Exercise requirements —
Search the records that follow and extract every line containing the string "true".

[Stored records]
——
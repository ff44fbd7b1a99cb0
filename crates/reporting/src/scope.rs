//! Scope: contextual data applied to every event captured while it is active.

use std::collections::{BTreeMap, VecDeque};
use std::fmt;
use std::panic::{AssertUnwindSafe, catch_unwind};
use std::sync::Arc;

use serde_json::{Map, Value};
use tracing::{debug, info};

use jobwatch_core::ExcInfo;

use crate::event::{Breadcrumb, Event, Hint, Level, User};

/// Default cap on buffered breadcrumbs.
pub const DEFAULT_MAX_BREADCRUMBS: usize = 100;

/// Transforms an event before delivery; returning `None` drops it.
pub type EventProcessor = Arc<dyn Fn(Event, &Hint) -> Option<Event> + Send + Sync>;

/// Like [`EventProcessor`] but only invoked for events carrying exception info.
pub type ErrorProcessor = Arc<dyn Fn(Event, &ExcInfo) -> Option<Event> + Send + Sync>;

#[derive(Clone)]
pub struct Scope {
    name: Option<String>,
    level: Option<Level>,
    fingerprint: Option<Vec<String>>,
    transaction: Option<String>,
    user: Option<User>,
    tags: BTreeMap<String, String>,
    contexts: Map<String, Value>,
    extra: Map<String, Value>,
    breadcrumbs: VecDeque<Breadcrumb>,
    max_breadcrumbs: usize,
    event_processors: Vec<EventProcessor>,
    error_processors: Vec<ErrorProcessor>,
}

impl Default for Scope {
    fn default() -> Self {
        Self {
            name: None,
            level: None,
            fingerprint: None,
            transaction: None,
            user: None,
            tags: BTreeMap::new(),
            contexts: Map::new(),
            extra: Map::new(),
            breadcrumbs: VecDeque::new(),
            max_breadcrumbs: DEFAULT_MAX_BREADCRUMBS,
            event_processors: Vec::new(),
            error_processors: Vec::new(),
        }
    }
}

impl Scope {
    pub fn new() -> Self {
        Self::default()
    }

    pub fn name(&self) -> Option<&str> {
        self.name.as_deref()
    }

    /// Label used in logs to tell scopes apart.
    pub fn set_name(&mut self, name: impl Into<String>) {
        self.name = Some(name.into());
    }

    /// When set this overrides the event level.
    pub fn set_level(&mut self, level: Option<Level>) {
        self.level = level;
    }

    /// When set this overrides the default fingerprint.
    pub fn set_fingerprint(&mut self, fingerprint: Option<Vec<String>>) {
        self.fingerprint = fingerprint;
    }

    pub fn set_transaction(&mut self, transaction: Option<String>) {
        self.transaction = transaction;
    }

    pub fn user(&self) -> Option<&User> {
        self.user.as_ref()
    }

    pub fn set_user(&mut self, user: Option<User>) {
        self.user = user;
    }

    pub fn tags(&self) -> &BTreeMap<String, String> {
        &self.tags
    }

    pub fn set_tag(&mut self, key: impl Into<String>, value: impl Into<String>) {
        self.tags.insert(key.into(), value.into());
    }

    pub fn set_context(&mut self, key: impl Into<String>, value: Value) {
        self.contexts.insert(key.into(), value);
    }

    pub fn set_extra(&mut self, key: impl Into<String>, value: Value) {
        self.extra.insert(key.into(), value);
    }

    /// Reset everything except the processors and the name.
    pub fn clear(&mut self) {
        self.level = None;
        self.fingerprint = None;
        self.transaction = None;
        self.user = None;
        self.tags.clear();
        self.contexts.clear();
        self.extra.clear();
        self.clear_breadcrumbs();
    }

    pub fn breadcrumbs(&self) -> impl Iterator<Item = &Breadcrumb> {
        self.breadcrumbs.iter()
    }

    pub fn clear_breadcrumbs(&mut self) {
        self.breadcrumbs.clear();
    }

    pub fn set_max_breadcrumbs(&mut self, max: usize) {
        self.max_breadcrumbs = max;
        self.trim_breadcrumbs();
    }

    /// Record a breadcrumb, evicting the oldest once the buffer is full.
    pub fn add_breadcrumb(&mut self, breadcrumb: Breadcrumb) {
        if self.max_breadcrumbs == 0 {
            return;
        }
        self.breadcrumbs.push_back(breadcrumb);
        self.trim_breadcrumbs();
    }

    fn trim_breadcrumbs(&mut self) {
        while self.breadcrumbs.len() > self.max_breadcrumbs {
            self.breadcrumbs.pop_front();
        }
    }

    /// Register a scope-local event processor.
    pub fn add_event_processor<F>(&mut self, processor: F)
    where
        F: Fn(Event, &Hint) -> Option<Event> + Send + Sync + 'static,
    {
        self.event_processors.push(Arc::new(processor));
    }

    pub fn event_processor_count(&self) -> usize {
        self.event_processors.len()
    }

    /// Register an error processor invoked with the exception info of
    /// events that carry one.
    pub fn add_error_processor<F>(&mut self, processor: F)
    where
        F: Fn(Event, &ExcInfo) -> Option<Event> + Send + Sync + 'static,
    {
        self.error_processors.push(Arc::new(processor));
    }

    /// Register an error processor that only fires for errors of type `E`.
    pub fn add_error_processor_for<E, F>(&mut self, processor: F)
    where
        E: fmt::Display + fmt::Debug + Send + Sync + 'static,
        F: Fn(Event, &ExcInfo) -> Option<Event> + Send + Sync + 'static,
    {
        self.add_error_processor(move |event, exc| {
            if exc.is::<E>() {
                processor(event, exc)
            } else {
                Some(event)
            }
        });
    }

    /// Apply the scope to `event`.
    ///
    /// Returns `None` when a processor dropped the event. A processor that
    /// panics is skipped and the event continues unchanged.
    pub fn apply_to_event(&self, mut event: Event, hint: &Hint) -> Option<Event> {
        if let Some(level) = self.level {
            event.level = level;
        }

        event.breadcrumbs.extend(self.breadcrumbs.iter().cloned());

        if event.user.is_none() {
            event.user = self.user.clone();
        }
        if event.transaction.is_none() {
            event.transaction = self.transaction.clone();
        }
        if event.fingerprint.is_none() {
            event.fingerprint = self.fingerprint.clone();
        }

        for (k, v) in &self.extra {
            event.extra.insert(k.clone(), v.clone());
        }
        for (k, v) in &self.tags {
            event.tags.insert(k.clone(), v.clone());
        }
        for (k, v) in &self.contexts {
            event.contexts.insert(k.clone(), v.clone());
        }

        if let Some(exc_info) = &hint.exc_info {
            for processor in &self.error_processors {
                event = match isolated(&event, |e| processor(e, exc_info)) {
                    Some(e) => e,
                    None => return self.dropped(&event, "error processor"),
                };
            }
        }

        for processor in &self.event_processors {
            event = match isolated(&event, |e| processor(e, hint)) {
                Some(e) => e,
                None => return self.dropped(&event, "event processor"),
            };
        }

        Some(event)
    }

    fn dropped(&self, event: &Event, by: &str) -> Option<Event> {
        info!(
            scope = self.name.as_deref().unwrap_or("-"),
            event_id = %event.event_id,
            "{by} dropped event"
        );
        None
    }
}

/// Run `f` on a copy of `event`; if it panics keep the original.
fn isolated<F>(event: &Event, f: F) -> Option<Event>
where
    F: FnOnce(Event) -> Option<Event>,
{
    match catch_unwind(AssertUnwindSafe(|| f(event.clone()))) {
        Ok(result) => result,
        Err(_) => {
            debug!(event_id = %event.event_id, "processor panicked; event kept as is");
            Some(event.clone())
        }
    }
}

impl fmt::Debug for Scope {
    fn fmt(&self, f: &mut fmt::Formatter<'_>) -> fmt::Result {
        f.debug_struct("Scope")
            .field("name", &self.name)
            .field("level", &self.level)
            .field("fingerprint", &self.fingerprint)
            .field("transaction", &self.transaction)
            .field("user", &self.user)
            .field("tags", &self.tags)
            .field("breadcrumbs", &self.breadcrumbs.len())
            .field("event_processors", &self.event_processors.len())
            .field("error_processors", &self.error_processors.len())
            .finish()
    }
}
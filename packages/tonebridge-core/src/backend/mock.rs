//! Mock catalog backend for testing without the vendor SDK.
//!
//! Synthesizes 16-bit PCM tracks on a dedicated delivery thread, honoring the
//! same cooperative backpressure contract as the real SDK: a rejected packet
//! (`on_music` returning 0) is retried until the consumer drains the queue.
//! This allows exercising the full capture/transcode/session pipeline in CI
//! and in the server's `--backend mock` smoke mode.

use std::collections::HashMap;
use std::sync::atomic::{AtomicBool, Ordering};
use std::sync::Arc;
use std::time::Duration;

use async_trait::async_trait;
use bytes::Bytes;
use parking_lot::{Mutex, RwLock};

use super::{
    AlbumDetails, AlbumTrack, ArtistRef, AudioPacket, Availability, BackendError, Credentials,
    DeliverySink, MusicBackend, TrackInfo,
};
use crate::constants::{
    ALBUM_URI_PREFIX, CHANNELS, SAMPLE_RATE, SILENCE_BLOCK_BYTES, TRACK_URI_PREFIX,
};

/// Bytes per interleaved stereo 16-bit frame.
const BYTES_PER_FRAME: usize = CHANNELS as usize * 2;

/// Delay between delivery retries when the capture queue is full.
const RETRY_INTERVAL: Duration = Duration::from_millis(2);

/// A synthetic track registered with the mock backend.
#[derive(Debug, Clone)]
pub struct MockTrack {
    pub info: TrackInfo,
    /// Sine tone frequency; `None` generates digital silence.
    pub tone_hz: Option<f64>,
    /// Append the half-second all-zero padding artifact after the content,
    /// like the real backend does.
    pub trailing_silence: bool,
}

impl MockTrack {
    /// Creates a silent track of the given duration.
    pub fn silence(uri: &str, duration_ms: u32) -> Self {
        Self {
            info: TrackInfo {
                uri: uri.to_string(),
                name: format!("mock {}", uri),
                duration_ms,
                availability: Availability::Available,
            },
            tone_hz: None,
            trailing_silence: false,
        }
    }

    /// Creates a sine-tone track of the given duration.
    pub fn tone(uri: &str, duration_ms: u32, tone_hz: f64) -> Self {
        Self {
            tone_hz: Some(tone_hz),
            ..Self::silence(uri, duration_ms)
        }
    }

    /// Marks the track unavailable for playback.
    pub fn unavailable(mut self) -> Self {
        self.info.availability = Availability::Unavailable;
        self
    }

    /// Enables the trailing half-second padding artifact.
    pub fn with_trailing_silence(mut self) -> Self {
        self.trailing_silence = true;
        self
    }
}

/// In-process backend that synthesizes audio instead of talking to a catalog.
pub struct MockBackend {
    tracks: RwLock<HashMap<String, MockTrack>>,
    albums: RwLock<HashMap<String, AlbumDetails>>,
    covers: RwLock<HashMap<String, Bytes>>,
    sink: Mutex<Option<Arc<dyn DeliverySink>>>,
    loaded: Mutex<Option<TrackInfo>>,
    /// Stop flag for the current delivery thread. A fresh flag per
    /// `play(true)` keeps a lingering thread from a previous track from
    /// delivering into a new session.
    playing: Mutex<Option<Arc<AtomicBool>>>,
    /// Frames per delivered packet. Defaults to half a second so the final
    /// packet of a padded track lines up with the silence block.
    packet_frames: usize,
}

impl MockBackend {
    /// Creates an empty mock backend.
    pub fn new() -> Self {
        Self {
            tracks: RwLock::new(HashMap::new()),
            albums: RwLock::new(HashMap::new()),
            covers: RwLock::new(HashMap::new()),
            sink: Mutex::new(None),
            loaded: Mutex::new(None),
            playing: Mutex::new(None),
            packet_frames: SILENCE_BLOCK_BYTES / BYTES_PER_FRAME,
        }
    }

    /// Overrides the frames-per-packet granularity of delivery.
    pub fn with_packet_frames(mut self, packet_frames: usize) -> Self {
        self.packet_frames = packet_frames;
        self
    }

    /// Creates a mock backend preloaded with a small demo catalog.
    pub fn with_demo_catalog() -> Self {
        let backend = Self::new();
        let album_uri = format!("{}demo", ALBUM_URI_PREFIX);
        let mut album_tracks = Vec::new();
        for (n, (id, hz)) in [("tone440", 440.0), ("tone880", 880.0)].iter().enumerate() {
            let uri = format!("{}{}", TRACK_URI_PREFIX, id);
            let track = MockTrack::tone(&uri, 30_000, *hz).with_trailing_silence();
            album_tracks.push(AlbumTrack {
                uri: uri.clone(),
                name: track.info.name.clone(),
                duration_ms: track.info.duration_ms,
                disc: 1,
                number: n as u32 + 1,
                artists: vec![ArtistRef {
                    uri: "catalog:artist:demo".to_string(),
                    name: "Demo Artist".to_string(),
                }],
            });
            backend.insert_track(track);
        }
        backend.insert_album(AlbumDetails {
            uri: album_uri.clone(),
            name: "Demo Album".to_string(),
            artist: ArtistRef {
                uri: "catalog:artist:demo".to_string(),
                name: "Demo Artist".to_string(),
            },
            year: 2024,
            tracks: album_tracks,
        });
        backend.insert_cover(&album_uri, Bytes::from_static(FALLBACK_COVER));
        backend
    }

    /// Registers a track.
    pub fn insert_track(&self, track: MockTrack) {
        self.tracks.write().insert(track.info.uri.clone(), track);
    }

    /// Registers an album.
    pub fn insert_album(&self, album: AlbumDetails) {
        self.albums.write().insert(album.uri.clone(), album);
    }

    /// Registers album cover bytes.
    pub fn insert_cover(&self, album_uri: &str, jpeg: Bytes) {
        self.covers.write().insert(album_uri.to_string(), jpeg);
    }

    /// Synthesizes the delivery packets for a track.
    fn packets_for(&self, track: &MockTrack) -> Vec<AudioPacket> {
        let total_frames =
            (track.info.duration_ms as u64 * SAMPLE_RATE as u64 / 1000) as usize;
        let mut packets = Vec::new();
        let mut start = 0;
        while start < total_frames {
            let frames = self.packet_frames.min(total_frames - start);
            packets.push(AudioPacket {
                sample_rate: SAMPLE_RATE,
                channels: CHANNELS,
                frame_count: frames,
                payload: synth_payload(track.tone_hz, start, frames),
            });
            start += frames;
        }
        if track.trailing_silence {
            let frames = SILENCE_BLOCK_BYTES / BYTES_PER_FRAME;
            packets.push(AudioPacket {
                sample_rate: SAMPLE_RATE,
                channels: CHANNELS,
                frame_count: frames,
                payload: synth_payload(None, 0, frames),
            });
        }
        packets
    }
}

impl Default for MockBackend {
    fn default() -> Self {
        Self::new()
    }
}

/// Generates one packet of interleaved stereo 16-bit PCM.
///
/// `None` produces digital silence; `Some(hz)` a sine at quarter amplitude,
/// phase-continuous across packets via `start_frame`.
fn synth_payload(tone_hz: Option<f64>, start_frame: usize, frames: usize) -> Bytes {
    let mut data = vec![0u8; frames * BYTES_PER_FRAME];
    if let Some(hz) = tone_hz {
        for i in 0..frames {
            let t = (start_frame + i) as f64 / SAMPLE_RATE as f64;
            let value = (2.0 * std::f64::consts::PI * hz * t).sin();
            let sample = (value * 0.25 * f64::from(i16::MAX)) as i16;
            let le = sample.to_le_bytes();
            let offset = i * BYTES_PER_FRAME;
            for ch in 0..CHANNELS as usize {
                data[offset + ch * 2] = le[0];
                data[offset + ch * 2 + 1] = le[1];
            }
        }
    }
    Bytes::from(data)
}

#[async_trait]
impl MusicBackend for MockBackend {
    async fn login(&self, credentials: &Credentials) -> Result<(), BackendError> {
        if credentials.username.is_empty() {
            return Err(BackendError::Login("empty username".to_string()));
        }
        Ok(())
    }

    async fn resolve_track(&self, uri: &str) -> Result<TrackInfo, BackendError> {
        self.tracks
            .read()
            .get(uri)
            .map(|t| t.info.clone())
            .ok_or_else(|| BackendError::TrackNotFound(uri.to_string()))
    }

    async fn album_details(&self, uri: &str) -> Result<AlbumDetails, BackendError> {
        self.albums
            .read()
            .get(uri)
            .cloned()
            .ok_or_else(|| BackendError::AlbumNotFound(uri.to_string()))
    }

    async fn album_cover(&self, uri: &str) -> Result<Bytes, BackendError> {
        self.covers
            .read()
            .get(uri)
            .cloned()
            .ok_or_else(|| BackendError::AlbumNotFound(uri.to_string()))
    }

    fn attach(&self, sink: Arc<dyn DeliverySink>) {
        *self.sink.lock() = Some(sink);
    }

    fn detach(&self) {
        *self.sink.lock() = None;
    }

    fn load(&self, track: &TrackInfo) -> Result<(), BackendError> {
        let known = self.tracks.read().contains_key(&track.uri);
        if !known {
            return Err(BackendError::TrackNotFound(track.uri.clone()));
        }
        *self.loaded.lock() = Some(track.clone());
        Ok(())
    }

    fn play(&self, on: bool) {
        if !on {
            if let Some(flag) = self.playing.lock().take() {
                flag.store(false, Ordering::Release);
            }
            return;
        }

        let Some(loaded) = self.loaded.lock().clone() else {
            log::warn!("[MockBackend] play(true) with no track loaded");
            return;
        };
        let Some(sink) = self.sink.lock().clone() else {
            log::warn!("[MockBackend] play(true) with no sink attached");
            return;
        };
        let Some(track) = self.tracks.read().get(&loaded.uri).cloned() else {
            return;
        };

        let packets = self.packets_for(&track);
        let playing = Arc::new(AtomicBool::new(true));
        *self.playing.lock() = Some(Arc::clone(&playing));

        // Dedicated delivery thread, like the SDK's. Retries rejected
        // packets instead of blocking on the consumer.
        std::thread::spawn(move || {
            for packet in packets {
                loop {
                    if !playing.load(Ordering::Acquire) {
                        return;
                    }
                    if sink.on_music(packet.clone()) > 0 {
                        break;
                    }
                    std::thread::sleep(RETRY_INTERVAL);
                }
            }
            if playing.load(Ordering::Acquire) {
                sink.on_end_of_track();
            }
        });
    }

    fn unload(&self) {
        if let Some(flag) = self.playing.lock().take() {
            flag.store(false, Ordering::Release);
        }
        *self.loaded.lock() = None;
    }
}

/// Minimal valid JPEG used as the demo album cover.
static FALLBACK_COVER: &[u8] = &[
    0xFF, 0xD8, 0xFF, 0xE0, 0x00, 0x10, 0x4A, 0x46, 0x49, 0x46, 0x00, 0x01, 0x01, 0x00, 0x00,
    0x01, 0x00, 0x01, 0x00, 0x00, 0xFF, 0xD9,
];

#[cfg(test)]
mod tests {
    use super::*;

    #[test]
    fn silence_payload_is_all_zeros() {
        let payload = synth_payload(None, 0, 100);
        assert_eq!(payload.len(), 400);
        assert!(payload.iter().all(|&b| b == 0));
    }

    #[test]
    fn tone_payload_is_not_silent() {
        let payload = synth_payload(Some(440.0), 0, 4096);
        assert!(payload.iter().any(|&b| b != 0));
    }

    #[test]
    fn packets_cover_exact_duration() {
        let backend = MockBackend::new();
        let track = MockTrack::silence("catalog:track:x", 2_000);
        let packets = backend.packets_for(&track);
        let total: usize = packets.iter().map(|p| p.frame_count).sum();
        assert_eq!(total, 2 * SAMPLE_RATE as usize);
        // Half-second packets: 2s should split into exactly 4
        assert_eq!(packets.len(), 4);
    }

    #[test]
    fn trailing_silence_adds_one_block_packet() {
        let backend = MockBackend::new();
        let track = MockTrack::tone("catalog:track:x", 1_000, 440.0).with_trailing_silence();
        let packets = backend.packets_for(&track);
        let last = packets.last().expect("packets");
        assert_eq!(last.payload.len(), SILENCE_BLOCK_BYTES);
        assert!(last.payload.iter().all(|&b| b == 0));
    }
}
——
Completed task —
        self.trailing_silence = true;
    /// `play(true)` keeps a lingering thread from a previous track from
            log::warn!("[MockBackend] play(true) with no track loaded");
            log::warn!("[MockBackend] play(true) with no sink attached");
        let playing = Arc::new(AtomicBool::new(true));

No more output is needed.